You’ve probably never heard of Closet Land, nor of its writer-director Radha Bharadwaj. You probably have heard of composer Richard Einhorn, cinematographer Bill Pope, and designer Eiko Ishioka, who all contributed to Closet Land. You no doubt know Madeleine Stowe and Alan Rickman, the stars of the film. You may also know Martin McDonagh, whose play The Pillowman was inspired by this film.
How can a movie have such a pedigree and be consigned to such obscurity? First, it’s a movie about a political prisoner being tortured. Not exactly a popcorn movie. Second, it takes place in a single room, mostly in real time. Third, it was a small, low-budget production without wide theatrical release. I wouldn’t have seen it but for a Saturday afternoon arthouse series the Byrd movie theatre ran. It’s where I saw the Mongolian feature The Horse Thief and the artsy Rosencrantz and Guildenstern are Dead, another movie made by a highly acclaimed cast and crew that went down in critical and commercial flames.

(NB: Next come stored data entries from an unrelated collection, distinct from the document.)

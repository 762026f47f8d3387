// web_app/catalog/queries.rs - Product and manufacturing queries
//
// Lookups by category, subcategory and id, the combined category + text
// filter used by the product browser, and the derived category aggregates.
// Unknown inputs are never errors; they produce an empty result or `None`.

use std::sync::LazyLock;

use regex::Regex;

use crate::data::tables::{products::SUBCATEGORIES, ManufacturingTable, ProductsTable};
use crate::data::SeedTable;
use crate::web_app::model::*;

/// Number of products shown in the home page showcase
pub const FEATURED_COUNT: usize = 8;

fn products() -> &'static [Product] {
    ProductsTable::rows()
}

fn manufacturing() -> &'static [ManufacturingItem] {
    ManufacturingTable::rows()
}

/// Products whose category display name equals `name`, ignoring case
pub fn products_by_category(name: &str) -> Vec<Product> {
    let wanted = name.to_lowercase();
    let matches: Vec<Product> = products()
        .iter()
        .filter(|p| p.category.name().to_lowercase() == wanted)
        .cloned()
        .collect();
    tracing::debug!(category = name, count = matches.len(), "products_by_category");
    matches
}

/// Products whose subcategory equals `name`, ignoring case
pub fn products_by_subcategory(name: &str) -> Vec<Product> {
    let wanted = name.to_lowercase();
    let matches: Vec<Product> = products()
        .iter()
        .filter(|p| p.subcategory.to_lowercase() == wanted)
        .cloned()
        .collect();
    tracing::debug!(subcategory = name, count = matches.len(), "products_by_subcategory");
    matches
}

pub fn product_by_id(id: u32) -> Option<Product> {
    products().iter().find(|p| p.id == id).cloned()
}

/// First products of the catalog, in table order
pub fn featured_products() -> Vec<Product> {
    products().iter().take(FEATURED_COUNT).cloned().collect()
}

/// Combined category gate and free-text filter
///
/// The category selection is applied first as a strict equality gate. A
/// query that is blank after trimming matches everything; otherwise the
/// lowercased query (as typed, not trimmed) must be a substring of the
/// name, description, short description, category name or subcategory.
pub fn filter_products(filter: &CatalogFilter) -> Vec<Product> {
    let query = filter.query.to_lowercase();
    let has_query = !filter.query.trim().is_empty();

    let results: Vec<Product> = products()
        .iter()
        .filter(|p| filter.category.admits(p.category))
        .filter(|p| !has_query || matches_query(p, &query))
        .cloned()
        .collect();

    tracing::debug!(
        category = ?filter.category,
        query = %filter.query,
        count = results.len(),
        "filter_products"
    );
    results
}

fn matches_query(product: &Product, query: &str) -> bool {
    [
        product.name.as_str(),
        product.description.as_str(),
        product.short_description.as_str(),
        product.category.name(),
        product.subcategory.as_str(),
    ]
    .iter()
    .any(|field| field.to_lowercase().contains(query))
}

/// Ordered subcategory names of a category, empty when the name is unknown
pub fn subcategories_by_category(name: &str) -> Vec<String> {
    let wanted = name.to_lowercase();
    SUBCATEGORIES
        .iter()
        .find(|(category, _)| category.name().to_lowercase() == wanted)
        .map(|(_, subs)| subs.iter().map(|s| s.to_string()).collect())
        .unwrap_or_default()
}

pub fn category_summaries() -> Vec<CategorySummary> {
    ProductCategory::ALL
        .into_iter()
        .map(|category| CategorySummary {
            id: category.slug().to_string(),
            name: category.name().to_string(),
            category,
            count: products().iter().filter(|p| p.category == category).count(),
            description: category.description().to_string(),
            subcategories: subcategories_by_category(category.name()),
        })
        .collect()
}

/// URL segment for a display name: lowercase, non-alphanumeric runs become `-`
pub fn slugify(name: &str) -> String {
    static NON_ALNUM: LazyLock<Regex> =
        LazyLock::new(|| Regex::new(r"[^a-z0-9]+").expect("slug separator regex is valid"));
    NON_ALNUM
        .replace_all(&name.to_lowercase(), "-")
        .trim_matches('-')
        .to_string()
}

/// `/products/<category-slug>`
pub fn category_href(category: ProductCategory) -> String {
    format!("/products/{}", category.slug())
}

/// `/products/<category-slug>/<subcategory-slug>`
pub fn subcategory_href(category: ProductCategory, subcategory: &str) -> String {
    format!("/products/{}/{}", category.slug(), slugify(subcategory))
}

pub fn category_by_slug(slug: &str) -> Option<ProductCategory> {
    ProductCategory::ALL
        .into_iter()
        .find(|category| category.slug().eq_ignore_ascii_case(slug))
}

/// Resolve a subcategory route segment to its display name
pub fn subcategory_by_slug(category: ProductCategory, slug: &str) -> Option<String> {
    let wanted = slug.to_lowercase();
    subcategories_by_category(category.name())
        .into_iter()
        .find(|name| slugify(name) == wanted)
}

/// Manufacturing items whose category display name equals `name`, ignoring case
pub fn manufacturing_items_by_category(name: &str) -> Vec<ManufacturingItem> {
    let wanted = name.to_lowercase();
    manufacturing()
        .iter()
        .filter(|item| item.category.name().to_lowercase() == wanted)
        .cloned()
        .collect()
}

pub fn manufacturing_item_by_id(id: u32) -> Option<ManufacturingItem> {
    manufacturing().iter().find(|item| item.id == id).cloned()
}

/// Items shown under a manufacturing tab
pub fn filter_manufacturing(
    selection: CategorySelection<ManufacturingCategory>,
) -> Vec<ManufacturingItem> {
    let items: Vec<ManufacturingItem> = manufacturing()
        .iter()
        .filter(|item| selection.admits(item.category))
        .cloned()
        .collect();
    tracing::debug!(selection = ?selection, count = items.len(), "filter_manufacturing");
    items
}

pub fn manufacturing_summaries() -> Vec<ManufacturingCategorySummary> {
    ManufacturingCategory::ALL
        .into_iter()
        .map(|category| ManufacturingCategorySummary {
            id: category.slug().to_string(),
            name: category.tab_label().to_string(),
            category,
            count: manufacturing().iter().filter(|i| i.category == category).count(),
            description: category.description().to_string(),
        })
        .collect()
}

#[cfg(test)]
mod tests {
    use super::*;

    fn names(products: &[Product]) -> Vec<&str> {
        products.iter().map(|p| p.name.as_str()).collect()
    }

    #[test]
    fn test_category_lookup_ignores_case() {
        assert_eq!(products_by_category("ACTIVEWEAR").len(), 5);
        assert_eq!(products_by_category("gym wear").len(), 5);
        assert!(products_by_category("Footwear").is_empty());
    }

    #[test]
    fn test_subcategory_lookup() {
        let jerseys = products_by_subcategory("basketball jerseys");
        assert_eq!(names(&jerseys), ["Pro Basketball Jersey"]);
        assert!(products_by_subcategory("Swimwear").is_empty());
    }

    #[test]
    fn test_product_by_id() {
        assert_eq!(product_by_id(1).map(|p| p.name), Some("Premium Yoga Leggings".to_string()));
        assert!(product_by_id(0).is_none());
        assert!(product_by_id(16).is_none());
    }

    #[test]
    fn test_filter_category_and_query() {
        let filter = CatalogFilter::new(CategorySelection::Only(ProductCategory::Activewear), "yoga");
        assert_eq!(names(&filter_products(&filter)), ["Premium Yoga Leggings"]);
    }

    #[test]
    fn test_blank_query_matches_everything() {
        assert_eq!(filter_products(&CatalogFilter::new(CategorySelection::All, "   ")).len(), 15);
    }

    #[test]
    fn test_query_is_not_trimmed() {
        let padded = CatalogFilter::new(CategorySelection::All, "yoga\t");
        assert!(filter_products(&padded).is_empty());
        let plain = CatalogFilter::new(CategorySelection::All, "yoga");
        assert_eq!(filter_products(&plain).len(), 1);
    }

    #[test]
    fn test_query_matches_category_name() {
        let filter = CatalogFilter::new(CategorySelection::All, "sports uniforms");
        assert_eq!(filter_products(&filter).len(), 5);
    }

    #[test]
    fn test_slugify() {
        assert_eq!(slugify("Sports Uniforms"), "sports-uniforms");
        assert_eq!(slugify("Performance T-Shirts"), "performance-t-shirts");
        assert_eq!(slugify("  Gym Wear  "), "gym-wear");
    }

    #[test]
    fn test_subcategory_by_slug() {
        assert_eq!(
            subcategory_by_slug(ProductCategory::SportsUniforms, "american-football-uniforms"),
            Some("American Football Uniforms".to_string())
        );
        assert_eq!(subcategory_by_slug(ProductCategory::GymWear, "yoga-leggings"), None);
    }

    #[test]
    fn test_manufacturing_tabs_never_empty() {
        for category in ManufacturingCategory::ALL {
            assert_eq!(filter_manufacturing(CategorySelection::Only(category)).len(), 3);
        }
        assert_eq!(filter_manufacturing(CategorySelection::All).len(), 9);
    }

    #[test]
    fn test_featured_products() {
        let featured = featured_products();
        assert_eq!(featured.len(), FEATURED_COUNT);
        assert_eq!(featured[0].id, 1);
    }
}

Closet Land was also savaged by critics, and it may have been the victim of the most unfair opprobrium I’ve ever seen heaped on a film. Roger Ebert hated it. Janet Maslin hated it. Peter Travers hated it. The main reason for the scorn had little to do with the film itself, but with its presumed aim of calling attention to the circumstances of political prisoners worldwide. Kevin Thomas wrote in the Los Angeles Times: “It is impossible to imagine how Radha Bharadwaj’s Closet Land is going to do much good for the cause of human rights in general, and the oppression of women in particular.” Roger Ebert wrote he was “offended by the smugness of this film.” Worse still was the Village Voice review. I can’t find it online, but I remember the reviewer sarcastically complimented Ron Howard and Brian Grazer’s Imagine Entertainment, assuming they too were smug—about producing the first film by a woman of color made by a major Hollywood company.

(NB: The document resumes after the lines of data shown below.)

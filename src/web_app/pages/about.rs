// web_app/pages/about.rs - Company story

use leptos::prelude::*;

use crate::web_app::components::{AboutSection, Container, ContactSection, Hero, SectionHeading, Seo};
use crate::web_app::model::HeroPage;
use crate::web_app::seo::PageMeta;

const VALUES: [(&str, &str, &str); 3] = [
    ("🏆", "Quality First", "Every product we create meets the highest standards of quality, durability, and performance. We never compromise on excellence."),
    ("💡", "Innovation", "We continuously research and develop new materials and technologies to provide athletes with cutting-edge performance wear."),
    ("🤝", "Customer Focus", "Our customers are at the heart of everything we do. We listen, adapt, and deliver solutions that exceed expectations."),
];

#[component]
pub fn AboutPage() -> impl IntoView {
    let meta = PageMeta::new(
        "About Us",
        "Learn about Aclon Sports journey from humble beginnings to becoming a leading manufacturer of premium sportswear for athletes worldwide.",
        "/about",
    )
    .with_keywords(&["about Aclon Sports", "company history", "sportswear manufacturer", "athletic clothing", "team uniforms"]);

    view! {
        <Seo meta=meta />
        <Hero page=HeroPage::About />
        <AboutSection />
        <section class="py-20">
            <Container>
                <SectionHeading
                    title="Our Mission & Values"
                    subtitle="We're driven by a simple mission: to empower athletes with the highest quality sportswear that enhances their performance and confidence."
                />
                <div class="grid grid-cols-1 md:grid-cols-3 gap-8">
                    {VALUES.iter().map(|(icon, title, text)| view! {
                        <div class="p-8 rounded-xl text-center bg-[var(--bg-secondary)] border border-[var(--border-color)]">
                            <div class="text-4xl mb-4">{*icon}</div>
                            <h3 class="text-2xl font-bold mb-4 text-[var(--text-primary)]">{*title}</h3>
                            <p class="text-[var(--text-secondary)]">{*text}</p>
                        </div>
                    }).collect_view()}
                </div>
            </Container>
        </section>
        <ContactSection />
    }
}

Amnesty International did consult on the movie, so perhaps they inadvertently tainted it, although I never heard anyone complain about U2’s association with them. Maslin called the writing poor. How, then, did the script win the Academy’s prestigious Nicholl Fellowship? Something else was going on. Whatever it was, it sabotaged the career of a real talent.
Radha Bharadwaj’s film opens with Madeleine Stowe’s unnamed prisoner awakening in a baroque prison. Ishioka’s set design incorporates Roman columns and postmodern shapes, making the space distinctly un-prisonlike. The table, an inverted obsidian pyramid, has its own personality. It’s a desk, a torture bed, and in one moment, a disorienting top that spins to confuse and unsettle the Prisoner, who doesn’t know why she is there. She is not a subversive, a revolutionary, or an insurrectionist. Then again, neither was Solzhenitsyn.

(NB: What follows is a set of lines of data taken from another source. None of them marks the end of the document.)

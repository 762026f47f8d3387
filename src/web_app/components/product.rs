// web_app/components/product.rs - Product display components
//
// Components for displaying products including:
// - ProductCard: Grid card with sale badge, rating, price, sizes and colours
// - ProductGrid: Grid layout for multiple products
// - FeaturedProducts: The home-page selection
// - CategoryShowcase: One category with subcategory filter chips
// - SubcategoryShowcase: One subcategory with links to its siblings
// - AllProducts: The whole catalog with category buttons and text search

use leptos::prelude::*;
use leptos_router::components::A;

use super::common::{Badge, ButtonVariant, LinkButton, PriceDisplay, SectionHeading, StarRating};
use crate::data::content::{category_heading, subcategory_blurb};
use crate::web_app::catalog::{
    category_href, featured_products, filter_products, products_by_category,
    products_by_subcategory, subcategories_by_category, subcategory_href,
};
use crate::web_app::display::truncate_chars;
use crate::web_app::model::{CatalogFilter, CategorySelection, Product, ProductCategory};

const CARD_DESCRIPTION_CHARS: usize = 120;

/// Product card for the catalog grids
#[component]
pub fn ProductCard(
    /// The product to display
    product: Product,
) -> impl IntoView {
    let discount = product.discount_percent();
    let description = truncate_chars(&product.short_description, CARD_DESCRIPTION_CHARS);
    let cta_text = product.cta_text.clone().unwrap_or_else(|| "View Details".to_string());
    let cta_link = product
        .cta_link
        .clone()
        .unwrap_or_else(|| format!("#product-{}", product.id));
    let subcategory_link = subcategory_href(product.category, &product.subcategory);

    view! {
        <article
            id=format!("product-{}", product.id)
            class="product-card group bg-[var(--bg-secondary)] rounded-xl shadow-[var(--shadow-light)] \
                   hover:shadow-[var(--shadow-heavy)] transition-all duration-300 border border-[var(--border-color)] \
                   flex flex-col h-full overflow-hidden transform hover:-translate-y-1"
        >
            <div class="relative aspect-square bg-[var(--bg-tertiary)] overflow-hidden">
                <img
                    src=product.image.clone()
                    alt=product.name.clone()
                    loading="lazy"
                    class="w-full h-full object-cover group-hover:scale-105 transition-transform duration-500"
                />
                <div class="absolute top-3 left-3 flex gap-2">
                    {discount.map(|pct| view! {
                        <Badge variant="red">"SALE -" {pct} "%"</Badge>
                    })}
                    <Badge variant="dark">{product.category.name()}</Badge>
                </div>
                {(!product.in_stock).then(|| view! {
                    <div class="absolute inset-0 bg-black/50 flex items-center justify-center">
                        <span class="text-white font-semibold">"Out of Stock"</span>
                    </div>
                })}
            </div>

            <div class="p-5 flex flex-col flex-1">
                <A href=subcategory_link attr:class="text-xs uppercase tracking-wide text-[var(--accent-primary)] mb-1">
                    {product.subcategory.clone()}
                </A>
                <h3 class="font-bold text-[var(--text-primary)] mb-2 text-lg line-clamp-2">
                    {product.name.clone()}
                </h3>
                <p class="text-[var(--text-secondary)] text-sm mb-4 line-clamp-3 flex-1">
                    {description}
                </p>

                <div class="flex justify-between items-center mb-3">
                    <StarRating rating=product.rating reviews=product.reviews />
                    <PriceDisplay price=product.price original_price=product.original_price />
                </div>

                <div class="flex flex-wrap gap-1 mb-2 text-xs text-[var(--text-muted)]">
                    <span class="font-medium">"Sizes:"</span>
                    {product.sizes.join(", ")}
                </div>
                <div class="flex flex-wrap gap-1 mb-4 text-xs text-[var(--text-muted)]">
                    <span class="font-medium">"Colors:"</span>
                    {product.colors.join(", ")}
                </div>

                <LinkButton href=cta_link class="w-full">{cta_text}</LinkButton>
            </div>
        </article>
    }
}

/// Grid layout for product cards
#[component]
pub fn ProductGrid(
    #[prop(into)]
    products: Signal<Vec<Product>>,
    /// Shown when there is nothing to list
    #[prop(default = "No products found")]
    empty_message: &'static str,
) -> impl IntoView {
    view! {
        <Show
            when=move || products.with(|p| !p.is_empty())
            fallback=move || view! {
                <div class="text-center py-16 text-[var(--text-secondary)]">
                    <p class="text-xl font-semibold mb-2">{empty_message}</p>
                    <p class="text-sm">"Try a different category or search term."</p>
                </div>
            }
        >
            <div class="grid grid-cols-1 sm:grid-cols-2 lg:grid-cols-3 xl:grid-cols-4 gap-6">
                <For
                    each=move || products.get()
                    key=|product| product.id
                    children=|product| view! { <ProductCard product=product /> }
                />
            </div>
        </Show>
    }
}

#[component]
pub fn FeaturedProducts(
    #[prop(default = "/products")]
    view_all_href: &'static str,
) -> impl IntoView {
    view! {
        <section id="featured" class="py-16" aria-label="Featured products">
            <SectionHeading
                title="Featured Products"
                subtitle="Discover our premium collection of high-performance sportswear designed for athletes who demand excellence."
            />
            <ProductGrid products=Signal::stored(featured_products()) />
            <div class="text-center mt-12">
                <LinkButton href=view_all_href variant=ButtonVariant::Secondary>"View All Products"</LinkButton>
            </div>
        </section>
    }
}

/// Pill button used for category and subcategory filters
#[component]
fn FilterChip(
    #[prop(into)]
    label: String,
    #[prop(into)]
    active: Signal<bool>,
    on_select: Callback<()>,
) -> impl IntoView {
    view! {
        <button
            type="button"
            class=move || if active.get() {
                "px-4 py-2 rounded-full text-sm font-semibold bg-[var(--accent-primary)] text-white"
            } else {
                "px-4 py-2 rounded-full text-sm font-medium bg-[var(--bg-tertiary)] text-[var(--text-secondary)] hover:text-[var(--text-primary)]"
            }
            aria-pressed=move || active.get().to_string()
            on:click=move |_| on_select.run(())
        >
            {label}
        </button>
    }
}

/// One category with its subcategory filter
#[component]
pub fn CategoryShowcase(
    category: ProductCategory,
    /// Show the "Browse by Type" subcategory cards
    #[prop(default = true)]
    show_subcategory_cards: bool,
) -> impl IntoView {
    let (title, description) = category_heading(category);
    let subcategories = subcategories_by_category(category.name());
    let selected = RwSignal::new(None::<String>);

    let products = Signal::derive(move || match selected.get() {
        Some(sub) => products_by_subcategory(&sub),
        None => products_by_category(category.name()),
    });

    let chips = subcategories
        .iter()
        .cloned()
        .map(|sub| {
            let value = sub.clone();
            let active = Signal::derive({
                let value = value.clone();
                move || selected.with(|s| s.as_deref() == Some(value.as_str()))
            });
            view! {
                <FilterChip
                    label=sub
                    active=active
                    on_select=Callback::new(move |()| selected.set(Some(value.clone())))
                />
            }
        })
        .collect_view();

    let cards = show_subcategory_cards.then(|| {
        let cards = subcategories
            .iter()
            .cloned()
            .map(|sub| {
                let href = subcategory_href(category, &sub);
                let count = products_by_subcategory(&sub).len();
                view! {
                    <A href=href attr:class="block p-6 rounded-xl bg-[var(--bg-secondary)] border border-[var(--border-color)] hover:shadow-[var(--shadow-medium)] transition-shadow">
                        <h4 class="font-bold text-[var(--text-primary)] mb-2">{sub.clone()}</h4>
                        <p class="text-sm text-[var(--text-secondary)] mb-3">
                            {subcategory_blurb(&sub).unwrap_or_default()}
                        </p>
                        <span class="text-sm font-semibold text-[var(--accent-primary)]">
                            "View Collection (" {count} ")"
                        </span>
                    </A>
                }
            })
            .collect_view();
        view! {
            <div class="mt-16">
                <SectionHeading
                    title="Browse by Type"
                    subtitle=format!("Explore our {} collection by category", category.name().to_lowercase())
                />
                <div class="grid grid-cols-1 sm:grid-cols-2 lg:grid-cols-3 gap-6">{cards}</div>
            </div>
        }
    });

    view! {
        <section id=category.slug() class="py-16">
            <SectionHeading title=title subtitle=description />
            <div class="flex flex-wrap justify-center gap-3 mb-10">
                <FilterChip
                    label="All"
                    active=Signal::derive(move || selected.with(Option::is_none))
                    on_select=Callback::new(move |()| selected.set(None))
                />
                {chips}
            </div>
            <ProductGrid products=products />
            {cards}
        </section>
    }
}

/// One subcategory, with links to the other subcategories of its category
#[component]
pub fn SubcategoryShowcase(category: ProductCategory, subcategory: String) -> impl IntoView {
    let products = products_by_subcategory(&subcategory);
    let blurb = subcategory_blurb(&subcategory).unwrap_or(category.description());
    let siblings = subcategories_by_category(category.name())
        .into_iter()
        .map(|sub| {
            let href = subcategory_href(category, &sub);
            let current = sub == subcategory;
            view! {
                <A
                    href=href
                    attr:class=if current {
                        "px-4 py-2 rounded-full text-sm font-semibold bg-[var(--accent-primary)] text-white"
                    } else {
                        "px-4 py-2 rounded-full text-sm bg-[var(--bg-tertiary)] text-[var(--text-secondary)]"
                    }
                    attr:aria-current=current.then_some("page")
                >
                    {sub.clone()}
                </A>
            }
        })
        .collect_view();

    view! {
        <section class="py-16">
            <nav class="text-sm text-[var(--text-muted)] mb-8" aria-label="Breadcrumb">
                <A href="/">"Home"</A>
                " / "
                <A href="/products">"Products"</A>
                " / "
                <A href=category_href(category)>{category.name()}</A>
                " / "
                <span class="text-[var(--text-primary)]">{subcategory.clone()}</span>
            </nav>
            <SectionHeading title=subcategory.clone() subtitle=blurb />
            <div class="flex flex-wrap justify-center gap-3 mb-10">{siblings}</div>
            <ProductGrid products=Signal::stored(products) />
        </section>
    }
}

/// The whole catalog with category buttons and a search box
#[component]
pub fn AllProducts() -> impl IntoView {
    let category = RwSignal::new(CategorySelection::<ProductCategory>::All);
    let query = RwSignal::new(String::new());

    // Recomputed from scratch whenever either input changes
    let filtered = Memo::new(move |_| filter_products(&CatalogFilter::new(category.get(), query.get())));
    let total = filter_products(&CatalogFilter::default()).len();

    let heading = move || match category.get() {
        CategorySelection::All => "All Products".to_string(),
        CategorySelection::Only(c) => format!("{} Collection", c.name()),
    };

    let category_chips = ProductCategory::ALL
        .into_iter()
        .map(|c| {
            view! {
                <FilterChip
                    label=c.name()
                    active=Signal::derive(move || category.get() == CategorySelection::Only(c))
                    on_select=Callback::new(move |()| category.set(CategorySelection::Only(c)))
                />
            }
        })
        .collect_view();

    view! {
        <section id="products" class="py-16">
            <div class="flex flex-col md:flex-row gap-4 md:items-center md:justify-between mb-8">
                <div class="flex flex-wrap gap-3">
                    <FilterChip
                        label="All"
                        active=Signal::derive(move || category.get() == CategorySelection::All)
                        on_select=Callback::new(move |()| category.set(CategorySelection::All))
                    />
                    {category_chips}
                </div>
                <input
                    type="search"
                    placeholder="Search products..."
                    aria-label="Search products"
                    class="w-full md:w-72 px-4 py-2 rounded-lg border border-[var(--border-color)] \
                           bg-[var(--bg-primary)] text-[var(--text-primary)] outline-none \
                           focus:ring-2 focus:ring-[var(--accent-primary)]"
                    prop:value=move || query.get()
                    on:input=move |ev| query.set(event_target_value(&ev))
                />
            </div>

            <h2 class="text-2xl font-bold text-[var(--text-primary)] mb-2">{heading}</h2>
            <p class="text-sm text-[var(--text-muted)] mb-8">
                {move || format!("Showing {} of {} products", filtered.with(Vec::len), total)}
            </p>

            <ProductGrid products=filtered />
        </section>
    }
}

On the other side of the table is Alan Rickman’s nameless interrogator, who like every good torturer wavers between compassion and sadism. Rickman, fresh off Die Hard and Robin Hood: Prince of Thieves, is perhaps a bit too villainous. But he shows the range which distinguished him in later roles. When he claims “they’re watching me, too,” we’re unsure if it’s part of his game or if he’s genuinely afraid. He reveals Stowe’s character is there because of a children’s book she wrote. The book Closet Land is about a girl locked in a closet as punishment. While in her closet, the girl imagines storybook friends to console her. The book, the Interrogator claims, is an allegory for the oppression of the unnamed authoritarian government. It then comes out that Stowe’s character was sexually abused in a closet, and that this book is really about her. Any resemblance to this government is coincidental.
So begins the verbal and psychological cat and mouse game. The writing, contra Maslin, is sharp and on point. The action varies enough so while Closet Land does evoke a stage play, it never devolves into monologues. And at one point, Bharadwaj uses a device rarely seen in modern cinema. She cuts in archival photos of children, then turns our interpretations of these photos upside down by zooming out and showing their settings—Nazi Germany, a Klan rally, a terrorist camp. These photos have no narrative connection to the story. They are what Sergei Eisenstein called “intellectual montage.” Closet Land was the first time I’d seen this technique used in a contemporary film. I still can only think of one other intellectual montage in a mainstream narrative movie produced during the sound era. Of course, this movie does not end happily. There is no rescue or reprieve, but that’s not the endgame, is it? The interrogator wants submission and prisoner wants her dignity. This is not a message movie aiming to end political violence, any more than Room intends to stem the tide of domestic violence.
Bill Pope would go on to shoot the Matrix movies, Eiko Ishioka would go on to work with Coppola and Tarsem, and Martin McDonagh would win acclaim for The Banshees of Inisherin. Writer-director Radha Bharadwaj would struggle to get other projects off the ground, in part due to the lashings Closet Land received. See it for what it is and you’ll see a riveting drama, a roundly drawn battle of wills, and yes, perhaps a multi-level statement on the connection between state and patriarchy. But don’t assume the filmmakers felt self-congratulatory in their statement. That would be highly unfair.